EGF-Induced EMT and Invasiveness in Serous Borderline Ovarian Tumor Cells: A Possible Step in the Transition to Low-Grade Serous Carcinoma Cells?
Figure 6
EGF induces cadherin switch through ERK1/2 and Akt activation in SBOT3.1 cells.
A, SBOT3.1 cells were treated for 48 hr with PD98059 (20 µM) or LY294002 (20 µM) in the presence or absence of 50 ng/ml EGF. E-cadherin and N-cadherin mRNA (left panel) and protein (right panel) levels were analyzed by RT-qPCR and western blot, respectively. B, SBOT3.1 cells were treated for with PD98059 (20 µM) or LY294002 (20 µM) in the presence or absence of 50 ng/ml EGF and Snail, and the Slug, Twist and ZEB1 mRNA levels were analyzed by RT-qPCR. C, SBOT3.1 cells were treated with 50 ng/ml EGF in combination with PD98059 (20 µM) or LY294002 (20 µM). D, MPSC1 cells were treated with 50 ng/ml EGF in combination with PD98059 (20 µM) SB203580 (10 µM) or LY294002 (20 µM).

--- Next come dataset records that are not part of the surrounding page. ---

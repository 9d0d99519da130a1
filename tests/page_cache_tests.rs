//! Integration tests for the expiring page cache

use async_trait::async_trait;
use ouroboros_cache::{
    CacheError, KeyValueStore, MemoryStore, PageCache, PageCacheConfig, PageFetcher, Result,
};
use std::collections::HashMap;
use std::sync::atomic::{AtomicUsize, Ordering};
use std::sync::{Arc, Mutex};
use std::time::Duration;
use tokio_test::{assert_err, assert_ok};

/// Fetcher that serves canned pages and remembers every request
#[derive(Default)]
struct ScriptedFetcher {
    pages: HashMap<String, String>,
    delay: Duration,
    requests: Mutex<Vec<(String, Duration)>>,
    fetches: AtomicUsize,
}

impl ScriptedFetcher {
    fn with_page(mut self, url: &str, body: &str) -> Self {
        self.pages.insert(url.to_string(), body.to_string());
        self
    }

    fn with_delay(mut self, delay: Duration) -> Self {
        self.delay = delay;
        self
    }

    fn fetches(&self) -> usize {
        self.fetches.load(Ordering::SeqCst)
    }
}

#[async_trait]
impl PageFetcher for ScriptedFetcher {
    async fn fetch(&self, url: &str, timeout: Duration) -> Result<String> {
        self.fetches.fetch_add(1, Ordering::SeqCst);
        self.requests
            .lock()
            .unwrap()
            .push((url.to_string(), timeout));

        if !self.delay.is_zero() {
            tokio::time::sleep(self.delay).await;
        }

        self.pages.get(url).cloned().ok_or_else(|| CacheError::Fetch {
            url: url.to_string(),
            reason: "404 Not Found".to_string(),
        })
    }
}

const URL: &str = "http://slowwly.test/page";

fn backing() -> Arc<dyn KeyValueStore> {
    Arc::new(MemoryStore::default())
}

#[tokio::test]
async fn test_two_fetches_within_ttl_count_once() {
    let store = backing();
    let pages = PageCache::new(
        store.clone(),
        ScriptedFetcher::default().with_page(URL, "<p>hi</p>"),
    );

    assert_eq!(assert_ok!(pages.get_page(URL).await), "<p>hi</p>");
    assert_eq!(assert_ok!(pages.get_page(URL).await), "<p>hi</p>");

    assert_eq!(pages.request_count(URL).await.unwrap(), 1);
    assert_eq!(
        store.get(&format!("count:{}", URL)).await.unwrap(),
        Some(b"1".to_vec())
    );
    assert_eq!(
        store.get(&format!("cached:{}", URL)).await.unwrap(),
        Some(b"<p>hi</p>".to_vec())
    );
}

#[tokio::test]
async fn test_expired_entry_is_refetched() {
    let config = PageCacheConfig::builder()
        .ttl(Duration::from_millis(100))
        .build();
    let pages = PageCache::with_config(
        backing(),
        ScriptedFetcher::default().with_page(URL, "body"),
        config,
    )
    .unwrap();

    pages.get_page(URL).await.unwrap();
    pages.get_page(URL).await.unwrap();
    assert_eq!(pages.request_count(URL).await.unwrap(), 1);

    tokio::time::sleep(Duration::from_millis(150)).await;

    pages.get_page(URL).await.unwrap();
    assert_eq!(pages.request_count(URL).await.unwrap(), 2);
}

#[tokio::test]
async fn test_default_ttl_is_ten_seconds() {
    let store = Arc::new(MemoryStore::default());
    let pages = PageCache::new(store.clone(), ScriptedFetcher::default().with_page(URL, "x"));

    pages.get_page(URL).await.unwrap();

    let ttl = store.ttl(&format!("cached:{}", URL)).await.unwrap();
    assert!(ttl <= Duration::from_secs(10));
    assert!(ttl > Duration::from_secs(9));
    // The counter itself never expires
    assert!(store.ttl(&format!("count:{}", URL)).await.is_none());
}

#[tokio::test]
async fn test_fetch_timeout_is_passed_through() {
    let config = PageCacheConfig::builder()
        .fetch_timeout(Duration::from_secs(3))
        .build();
    let pages = PageCache::with_config(
        backing(),
        ScriptedFetcher::default().with_page(URL, "x"),
        config,
    )
    .unwrap();

    pages.get_page(URL).await.unwrap();

    let requests = pages.fetcher().requests.lock().unwrap().clone();
    assert_eq!(requests, vec![(URL.to_string(), Duration::from_secs(3))]);
}

#[tokio::test]
async fn test_failed_fetch_does_not_pollute() {
    let store = backing();
    let pages = PageCache::new(store.clone(), ScriptedFetcher::default());

    let err = assert_err!(pages.get_page("http://missing.test").await);
    assert!(matches!(err, CacheError::Fetch { .. }));

    assert_eq!(pages.request_count("http://missing.test").await.unwrap(), 0);
    assert!(store
        .get("cached:http://missing.test")
        .await
        .unwrap()
        .is_none());

    // A later failure is retried against the origin, not served from cache
    assert_err!(pages.get_page("http://missing.test").await);
    assert_eq!(pages.stats().fetch_failures, 2);
}

#[tokio::test(flavor = "multi_thread", worker_threads = 4)]
async fn test_concurrent_misses_fetch_once() {
    let pages = Arc::new(PageCache::new(
        backing(),
        ScriptedFetcher::default()
            .with_page(URL, "shared")
            .with_delay(Duration::from_millis(50)),
    ));

    let tasks: Vec<_> = (0..16)
        .map(|_| {
            let pages = pages.clone();
            tokio::spawn(async move { pages.get_page(URL).await })
        })
        .collect();

    for result in futures::future::join_all(tasks).await {
        assert_eq!(result.unwrap().unwrap(), "shared");
    }

    assert_eq!(pages.request_count(URL).await.unwrap(), 1);
    assert_eq!(pages.fetcher().fetches(), 1);
    let stats = pages.stats();
    assert_eq!(stats.misses, 1);
    assert_eq!(stats.hits, 15);
}

#[tokio::test]
async fn test_custom_prefixes() {
    let store = backing();
    let config = PageCacheConfig::builder()
        .count_prefix("hits:")
        .cached_prefix("page:")
        .build();
    let pages =
        PageCache::with_config(store.clone(), ScriptedFetcher::default().with_page(URL, "x"), config)
            .unwrap();

    pages.get_page(URL).await.unwrap();

    assert!(store.get(&format!("hits:{}", URL)).await.unwrap().is_some());
    assert!(store.get(&format!("page:{}", URL)).await.unwrap().is_some());
    assert!(store.get(&format!("count:{}", URL)).await.unwrap().is_none());
}

/// Store that refuses expiring writes and forwards everything else
#[derive(Default)]
struct NoExpiringWrites {
    inner: MemoryStore,
}

#[async_trait]
impl KeyValueStore for NoExpiringWrites {
    async fn get(&self, key: &str) -> Result<Option<Vec<u8>>> {
        self.inner.get(key).await
    }

    async fn set(&self, key: &str, value: Vec<u8>) -> Result<()> {
        self.inner.set(key, value).await
    }

    async fn set_ex(&self, key: &str, _value: Vec<u8>, _ttl: Duration) -> Result<()> {
        Err(CacheError::Store(format!("read-only replica, cannot write {}", key)))
    }

    async fn incr(&self, key: &str) -> Result<i64> {
        self.inner.incr(key).await
    }

    async fn rpush(&self, key: &str, value: Vec<u8>) -> Result<usize> {
        self.inner.rpush(key, value).await
    }

    async fn lrange(&self, key: &str, start: isize, stop: isize) -> Result<Vec<Vec<u8>>> {
        self.inner.lrange(key, start, stop).await
    }

    async fn expire(&self, key: &str, ttl: Duration) -> Result<bool> {
        self.inner.expire(key, ttl).await
    }

    async fn flush_all(&self) -> Result<()> {
        self.inner.flush_all().await
    }
}

#[tokio::test]
async fn test_failed_body_write_is_not_counted() {
    let pages = PageCache::new(
        Arc::new(NoExpiringWrites::default()),
        ScriptedFetcher::default().with_page(URL, "x"),
    );

    let err = assert_err!(pages.get_page(URL).await);
    assert!(matches!(err, CacheError::Store(_)));

    assert_eq!(pages.fetcher().fetches(), 1);
    assert_eq!(pages.request_count(URL).await.unwrap(), 0);
}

After treatment, cells were seeded into un-coated (migration) and Matrigel-coated (invasion) transwell inserts. After 24 hr (migration) and 48 hr (invasion) incubation, non-invading cells were wiped from the upper side of the filter and the nuclei of invading cells were stained with Hoechst 33258. Results are expressed as the mean ± SEM of at least three independent experiments. *p<0.05 compared with Ctrl. #p<0.05 compared with EGF.